A Mondragone, un Albero della Pace per ricordare mons. Raffaele Nogaro

 

A Mondragone, un Albero della Pace per ricordare mons. Raffaele Nogaro: il seme di una testimonianza che continua 

 

di Laura Tussi

A un mese dalla sua scomparsa, la figura di mons. Raffaele Nogaro, vescovo e testimone instancabile di pace, torna a parlare attraverso un gesto semplice e potente: la messa a dimora di un Albero della Pace a lui dedicato.
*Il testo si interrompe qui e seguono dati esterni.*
//! Main application module

pub mod helpers;
mod message;
mod state;
mod update;
mod view;

use iced::{Subscription, Task, Theme};

use crate::features::Config;
use crate::i18n::{Key, Language, Locale};
pub use message::Message;
pub use state::App;
use state::{CoreState, LibraryState, UiState};

/// Position sync interval while a track is selected
const PLAYBACK_TICK_MS: u64 = 250;

impl App {
    /// Create new application instance
    pub fn new() -> (Self, Task<Message>) {
        Self::with_config(Config::load())
    }

    /// Create an application instance from an explicit config
    pub fn with_config(config: Config) -> (Self, Task<Message>) {
        let locale = Locale::new(Language::from_code(&config.display.language));

        let mut core = CoreState::new(config, locale);
        let library = LibraryState::new(&core.config);
        let ui = UiState::new(&core.config);

        tracing::info!(
            "Starting with {} images and {} tracks",
            library.gallery.len(),
            library.controller.tracks().len()
        );

        // The event stream lives exactly as long as the audio thread
        let audio_task = match core.audio.as_mut().and_then(|audio| audio.take_event_rx()) {
            Some(rx) => Task::run(helpers::audio_events(rx), |event| match event {
                Some(event) => Message::Audio(event),
                None => Message::AudioStreamClosed,
            }),
            None => Task::none(),
        };

        let app = Self { core, library, ui };
        let images_task = app.load_gallery_images();

        (app, Task::batch([audio_task, images_task]))
    }

    pub fn title(&self) -> String {
        let title = self.core.locale.get(Key::AppTitle);
        match self.library.controller.selected() {
            Some(track) if self.library.controller.is_playing() => {
                format!("{} - {}", title, track.name)
            }
            _ => title.to_string(),
        }
    }

    pub fn theme(&self) -> Theme {
        crate::ui::theme::app_theme()
    }

    /// Subscriptions for animation frames, playback sync, keyboard and resize
    pub fn subscription(&self) -> Subscription<Message> {
        use iced::keyboard;
        use std::time::Duration;

        let needs_frames = subscription_logic::needs_animation_subscription(
            self.core.config.display.animations,
            self.ui.has_active_animations(),
        );
        let needs_playback = subscription_logic::needs_playback_subscription(
            self.library.controller.selected().is_some(),
        );

        let animation_sub = if needs_frames {
            iced::window::frames().map(Message::AnimationTick)
        } else {
            Subscription::none()
        };

        let playback_sub = if needs_playback {
            iced::time::every(Duration::from_millis(PLAYBACK_TICK_MS))
                .map(|_| Message::PlaybackTick)
        } else {
            Subscription::none()
        };

        let keyboard_sub = keyboard::listen().filter_map(|event| match event {
            keyboard::Event::KeyPressed { key, modifiers, .. } => {
                Some(Message::KeyPressed(key, modifiers))
            }
            _ => None,
        });

        let resize_sub =
            iced::window::resize_events().map(|(_id, size)| Message::WindowResized(size));

        Subscription::batch([animation_sub, playback_sub, keyboard_sub, resize_sub])
    }
}

/// Subscription decision logic for testability
pub mod subscription_logic {
    /// Frames drive the particle field, so they run whenever animations are on
    pub fn needs_animation_subscription(animations_enabled: bool, transitions_active: bool) -> bool {
        animations_enabled || transitions_active
    }

    /// Position sync runs while any track is selected, playing or paused
    pub fn needs_playback_subscription(track_selected: bool) -> bool {
        track_selected
    }
}

#[cfg(test)]
mod tests {
    use super::subscription_logic::*;

    #[test]
    fn frames_follow_animation_setting() {
        assert!(needs_animation_subscription(true, false));
        assert!(!needs_animation_subscription(false, false));
    }

    #[test]
    fn transitions_still_finish_with_animations_off() {
        assert!(needs_animation_subscription(false, true));
    }

    #[test]
    fn playback_sync_only_with_selection() {
        assert!(needs_playback_subscription(true));
        assert!(!needs_playback_subscription(false));
    }
}
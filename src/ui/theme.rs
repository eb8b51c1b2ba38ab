//! Theme system for the gallery
//! Soft pink palette on a light background

use iced::color;
use iced::gradient::Linear;
use iced::widget::{button, container, scrollable};
use iced::{Background, Border, Color, Degrees, Shadow, Theme, Vector};

// ============================================================================
// Color Palette
// ============================================================================

pub const PINK_50: Color = color!(0xfdf2f8);
pub const PINK_100: Color = color!(0xfce7f3);
pub const PINK_200: Color = color!(0xfbcfe8);
pub const PINK_300: Color = color!(0xf9a8d4);
pub const PINK_400: Color = color!(0xf472b6);
pub const PINK_500: Color = color!(0xec4899);
pub const PINK_600: Color = color!(0xdb2777);
pub const PINK_700: Color = color!(0xbe185d);

pub const ROSE_100: Color = color!(0xffe4e6);

pub const TEXT_DARK: Color = color!(0x374151);
pub const TEXT_MUTED: Color = color!(0x6b7280);

pub const CARD_BG: Color = Color::WHITE;

/// Backdrop behind modals
pub fn overlay_backdrop(opacity: f32) -> Color {
    Color::from_rgba(0.0, 0.0, 0.0, opacity)
}

/// Application theme; the palette above is applied per widget
pub fn app_theme() -> Theme {
    Theme::Light
}

// ============================================================================
// Container Styles
// ============================================================================

/// Page background, a diagonal pink wash
pub fn page(_theme: &Theme) -> container::Style {
    let gradient = Linear::new(Degrees(135.0))
        .add_stop(0.0, PINK_100)
        .add_stop(0.5, ROSE_100)
        .add_stop(1.0, PINK_50);
    container::Style {
        background: Some(Background::Gradient(gradient.into())),
        text_color: Some(TEXT_DARK),
        ..Default::default()
    }
}

/// Gallery card surface
pub fn card(_theme: &Theme, hover: f32) -> container::Style {
    container::Style {
        background: Some(Background::Color(CARD_BG)),
        text_color: Some(PINK_700),
        border: Border {
            radius: 12.0.into(),
            ..Default::default()
        },
        shadow: Shadow {
            color: Color::from_rgba(0.0, 0.0, 0.0, 0.12 + 0.13 * hover),
            offset: Vector::new(0.0, 4.0 + 6.0 * hover),
            blur_radius: 12.0 + 14.0 * hover,
        },
        ..Default::default()
    }
}

/// Stand-in for an image that is loading or failed
pub fn image_placeholder(_theme: &Theme) -> container::Style {
    container::Style {
        background: Some(Background::Color(PINK_50)),
        text_color: Some(PINK_400),
        ..Default::default()
    }
}

/// Full-window dimmed backdrop for modals
pub fn backdrop(_theme: &Theme) -> container::Style {
    container::Style {
        background: Some(Background::Color(overlay_backdrop(0.75))),
        ..Default::default()
    }
}

/// White dialog panel
pub fn dialog(_theme: &Theme) -> container::Style {
    container::Style {
        background: Some(Background::Color(Color::WHITE)),
        text_color: Some(TEXT_DARK),
        border: Border {
            radius: 12.0.into(),
            ..Default::default()
        },
        shadow: Shadow {
            color: Color::from_rgba(0.0, 0.0, 0.0, 0.35),
            offset: Vector::new(0.0, 12.0),
            blur_radius: 32.0,
        },
        ..Default::default()
    }
}

/// Now-playing badge; `pulse` in 0.0..=1.0 drives its glow
pub fn now_playing(_theme: &Theme, pulse: f32) -> container::Style {
    container::Style {
        background: Some(Background::Color(Color {
            a: 0.7 + 0.3 * pulse,
            ..Color::WHITE
        })),
        text_color: Some(PINK_700),
        border: Border {
            radius: 999.0.into(),
            width: 1.0,
            color: PINK_300,
        },
        shadow: Shadow {
            color: Color {
                a: 0.15 + 0.35 * pulse,
                ..PINK_400
            },
            offset: Vector::ZERO,
            blur_radius: 6.0 + 10.0 * pulse,
        },
        ..Default::default()
    }
}

/// Footer strip
pub fn footer(_theme: &Theme) -> container::Style {
    container::Style {
        background: Some(Background::Color(Color {
            a: 0.6,
            ..Color::WHITE
        })),
        text_color: Some(PINK_600),
        ..Default::default()
    }
}

// ============================================================================
// Button Styles
// ============================================================================

/// Filled pink button
pub fn primary_button(_theme: &Theme, status: button::Status) -> button::Style {
    let base = button::Style {
        background: Some(Background::Color(PINK_500)),
        text_color: Color::WHITE,
        border: Border {
            radius: 24.0.into(),
            ..Default::default()
        },
        shadow: Shadow {
            color: Color::from_rgba(0.0, 0.0, 0.0, 0.15),
            offset: Vector::new(0.0, 2.0),
            blur_radius: 6.0,
        },
        ..Default::default()
    };

    match status {
        button::Status::Hovered => button::Style {
            background: Some(Background::Color(PINK_600)),
            ..base
        },
        button::Status::Pressed => button::Style {
            background: Some(Background::Color(PINK_700)),
            ..base
        },
        _ => base,
    }
}

/// White button with a pink outline
pub fn secondary_button(_theme: &Theme, status: button::Status) -> button::Style {
    let base = button::Style {
        background: Some(Background::Color(Color::WHITE)),
        text_color: PINK_600,
        border: Border {
            radius: 24.0.into(),
            width: 1.0,
            color: PINK_300,
        },
        ..Default::default()
    };

    match status {
        button::Status::Hovered => button::Style {
            background: Some(Background::Color(PINK_50)),
            border: Border {
                color: PINK_500,
                ..base.border
            },
            ..base
        },
        _ => base,
    }
}

/// Track row in the song picker; `active` marks the selected track
pub fn track_button(_theme: &Theme, status: button::Status, active: bool) -> button::Style {
    let background = match (status, active) {
        (_, true) => PINK_200,
        (button::Status::Hovered, false) => PINK_100,
        _ => PINK_50,
    };
    button::Style {
        background: Some(Background::Color(background)),
        text_color: PINK_700,
        border: Border {
            radius: 8.0.into(),
            ..Default::default()
        },
        ..Default::default()
    }
}

// ============================================================================
// Scrollable Styles
// ============================================================================

/// Thin pink scrollbar for the page
pub fn scrollbar(_theme: &Theme, status: scrollable::Status) -> scrollable::Style {
    let scroller_color = match status {
        scrollable::Status::Dragged { .. } => PINK_500,
        scrollable::Status::Hovered { .. } => PINK_400,
        _ => PINK_300,
    };
    let rail = scrollable::Rail {
        background: Some(Background::Color(Color::TRANSPARENT)),
        border: Border::default(),
        scroller: scrollable::Scroller {
            background: Background::Color(scroller_color),
            border: Border {
                radius: 4.0.into(),
                ..Default::default()
            },
        },
    };

    scrollable::Style {
        container: container::Style::default(),
        vertical_rail: rail.clone(),
        horizontal_rail: rail,
        gap: None,
        auto_scroll: scrollable::AutoScroll {
            background: Background::Color(Color::WHITE),
            border: Border::default(),
            shadow: Shadow::default(),
            icon: PINK_500,
        },
    }
}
Un segno vivo, destinato a crescere, che richiama l’eredità spirituale e civile di un uomo che ha fatto della pace il cuore del suo impegno pastorale e umano.

L’occasione è stata il passaggio della Fiaccola della Pace presso l’Istituto Comprensivo Mondragone Secondo, nell’ambito della mobilitazione promossa dal Movimento Internazionale per la Pace III Millennio. Un evento che, più che cronaca scolastica, si è trasformato in memoria attiva, richiamando il pensiero e l’azione di Nogaro, da sempre vicino al cammino della Fiaccola e convinto sostenitore dell’educazione alla pace come responsabilità collettiva.
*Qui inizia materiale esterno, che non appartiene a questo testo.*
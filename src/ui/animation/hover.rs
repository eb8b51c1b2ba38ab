//! Hover and pulse animations using iced_anim
//!
//! Only one card can be hovered at a time, so `HoverAnimations` tracks the
//! hovered card and the one fading out, nothing else.

use std::hash::Hash;
use std::time::{Duration, Instant};

use iced_anim::Animated;
use iced_anim::transition::Easing;

/// Card hover transition, matching a 300ms ease-in-out
const HOVER_DURATION: Duration = Duration::from_millis(300);

/// Fade of the now-playing pulse when playback starts or stops
const PULSE_FADE: Duration = Duration::from_millis(400);

/// One pulse cycle of the now-playing badge
const PULSE_PERIOD: Duration = Duration::from_secs(2);

fn hover_easing() -> Easing {
    Easing::EASE_IN_OUT.with_duration(HOVER_DURATION)
}

/// Exclusive hover state for a set of keyed items
///
/// With animations disabled, progress jumps straight to its target.
#[derive(Debug)]
pub struct HoverAnimations<K: Eq + Hash + Clone> {
    active_key: Option<K>,
    active_anim: Animated<f32>,
    fading_key: Option<K>,
    fading_anim: Animated<f32>,
    enabled: bool,
}

impl<K: Eq + Hash + Clone> Default for HoverAnimations<K> {
    fn default() -> Self {
        Self::new(true)
    }
}

impl<K: Eq + Hash + Clone> HoverAnimations<K> {
    pub fn new(enabled: bool) -> Self {
        Self {
            active_key: None,
            active_anim: Animated::transition(0.0, hover_easing()),
            fading_key: None,
            fading_anim: Animated::transition(0.0, hover_easing()),
            enabled,
        }
    }

    /// Animation that starts at `from` and heads to `to`
    fn towards(&self, from: f32, to: f32) -> Animated<f32> {
        if !self.enabled {
            return Animated::transition(to, hover_easing());
        }
        let mut anim = Animated::transition(from, hover_easing());
        anim.update(to.into());
        anim
    }

    /// Mark `key` as hovered, or nothing when `None`
    pub fn set_hovered(&mut self, key: Option<K>) {
        if self.active_key == key {
            return;
        }

        // The old item fades out from wherever it currently is
        if let Some(old) = self.active_key.take() {
            let current = *self.active_anim.value();
            self.fading_anim = self.towards(current, 0.0);
            self.fading_key = Some(old);
        }

        if let Some(new_key) = key {
            // Re-entering the fading item picks up from its current value
            let start = if self.fading_key.as_ref() == Some(&new_key) {
                self.fading_key = None;
                *self.fading_anim.value()
            } else {
                0.0
            };
            self.active_anim = self.towards(start, 1.0);
            self.active_key = Some(new_key);
        }
    }

    /// Clear the hover of `key` if it is the hovered item
    pub fn leave(&mut self, key: &K) {
        if self.active_key.as_ref() == Some(key) {
            self.set_hovered(None);
        }
    }

    /// Interpolated value for a key (0.0 to 1.0)
    pub fn progress(&self, key: &K) -> f32 {
        if self.active_key.as_ref() == Some(key) {
            *self.active_anim.value()
        } else if self.fading_key.as_ref() == Some(key) {
            *self.fading_anim.value()
        } else {
            0.0
        }
    }

    pub fn is_animating(&self) -> bool {
        self.active_anim.is_animating() || self.fading_anim.is_animating()
    }

    /// Advance both animations; call on every animation frame
    pub fn tick(&mut self, now: Instant) {
        self.active_anim.tick(now);
        self.fading_anim.tick(now);

        if self.fading_key.is_some() && !self.fading_anim.is_animating() {
            self.fading_key = None;
        }
    }
}

/// Gentle pulse shown while a track is playing
///
/// The pulse itself is a function of wall time; `intensity` fades it in
/// when playback starts and out when it stops.
#[derive(Debug)]
pub struct Pulse {
    intensity: Animated<f32>,
    active: bool,
    enabled: bool,
}

impl Pulse {
    pub fn new(enabled: bool) -> Self {
        Self {
            intensity: Animated::transition(0.0, Easing::EASE.with_duration(PULSE_FADE)),
            active: false,
            enabled,
        }
    }

    pub fn set_active(&mut self, active: bool) {
        if self.active == active {
            return;
        }
        self.active = active;
        let target = if active && self.enabled { 1.0 } else { 0.0 };
        self.intensity.update(target.into());
    }

    pub fn is_animating(&self) -> bool {
        self.intensity.is_animating()
    }

    pub fn tick(&mut self, now: Instant) {
        self.intensity.tick(now);
    }

    /// Pulse strength (0.0 to 1.0) at `elapsed` since startup
    pub fn value(&self, elapsed: Duration) -> f32 {
        let intensity = *self.intensity.value();
        if intensity <= 0.0 {
            return 0.0;
        }
        let phase = elapsed.as_secs_f32() / PULSE_PERIOD.as_secs_f32();
        let wave = 0.5 - 0.5 * (phase * std::f32::consts::TAU).cos();
        intensity * wave
    }
}

#[cfg(test)]
mod tests {
    use super::*;

    #[test]
    fn test_hover_is_exclusive() {
        let mut anims: HoverAnimations<usize> = HoverAnimations::new(false);
        assert_eq!(anims.progress(&1), 0.0);

        anims.set_hovered(Some(1));
        assert_eq!(anims.progress(&1), 1.0);

        anims.set_hovered(Some(2));
        assert_eq!(anims.progress(&2), 1.0);
        assert_eq!(anims.progress(&1), 0.0);
    }

    #[test]
    fn test_disabled_hover_does_not_animate() {
        let mut anims: HoverAnimations<usize> = HoverAnimations::new(false);
        anims.set_hovered(Some(3));
        assert!(!anims.is_animating());
        anims.set_hovered(None);
        assert!(!anims.is_animating());
        assert_eq!(anims.progress(&3), 0.0);
    }

    #[test]
    fn test_leave_only_affects_hovered_key() {
        let mut anims: HoverAnimations<usize> = HoverAnimations::new(false);
        anims.set_hovered(Some(1));
        anims.leave(&2);
        assert_eq!(anims.progress(&1), 1.0);
        anims.leave(&1);
        assert_eq!(anims.progress(&1), 0.0);
    }

    #[test]
    fn test_progress_stays_in_range() {
        let mut anims: HoverAnimations<usize> = HoverAnimations::new(true);
        anims.set_hovered(Some(1));
        anims.tick(Instant::now() + Duration::from_millis(100));
        let p = anims.progress(&1);
        assert!((0.0..=1.0).contains(&p));
    }

    #[test]
    fn test_idle_pulse_is_flat() {
        let pulse = Pulse::new(true);
        assert_eq!(pulse.value(Duration::from_millis(500)), 0.0);
    }

    #[test]
    fn test_disabled_pulse_stays_flat() {
        let mut pulse = Pulse::new(false);
        pulse.set_active(true);
        pulse.tick(Instant::now() + Duration::from_secs(1));
        assert_eq!(pulse.value(Duration::from_secs(1)), 0.0);
    }
}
Mons. Nogaro è stato ricordato come voce profetica capace di unire Vangelo e impegno civile, fede e giustizia sociale, denunciando guerre, violenze, mafie e ogni forma di sopraffazione. Non a caso l’Albero della Pace, simbolo della mobilitazione, è stato dedicato non solo a tutte le vittime dei conflitti e delle “shoah” del mondo, ma anche esplicitamente al suo nome e alla sua testimonianza. È il primo Albero della Pace a Mondragone e il primo, nelle diocesi di Sessa Aurunca e Caserta, intitolato a lui.

Durante la giornata organizzata da Agnese Ginocchio, cantautrice, attivista e figlia spirituale del padre.vescovo, studenti e docenti hanno dato voce a messaggi di pace, ricordando i bambini vittime delle guerre e il dovere di non voltarsi dall’altra parte. Un linguaggio semplice, quello dei più giovani, che sembra dialogare naturalmente con le parole e le scelte di Nogaro, per il quale la pace non era mai un concetto astratto, ma una pratica quotidiana, esigente, spesso scomoda.

La benedizione dell’Albero, un olivo maschio inseminatore, rafforza il valore simbolico dell’iniziativa: la pace come seme che genera altra pace, come responsabilità da coltivare e trasmettere. Un’immagine che ben rappresenta l’eredità lasciata da mons. Nogaro, chiamata ora a germogliare nelle coscienze, soprattutto di chi educa e di chi cresce.

A suggellare l’impegno, la firma del Patto per una “Scuola educante alla Pace”, che rende l’IC Mondragone 2 “Scuola di Pace” e affida agli alunni il ruolo di Ambasciatori della Fiaccola della Pace. Un passaggio di testimone ideale, nel segno di quella frase di Nogaro incisa sulla targa dell’Albero e diventata sintesi del suo pensiero: «La Pace è il nome laico del Vangelo»Un messaggio che resta, come l’Albero piantato in suo nome: radicato nella memoria, proiettato nel futuro.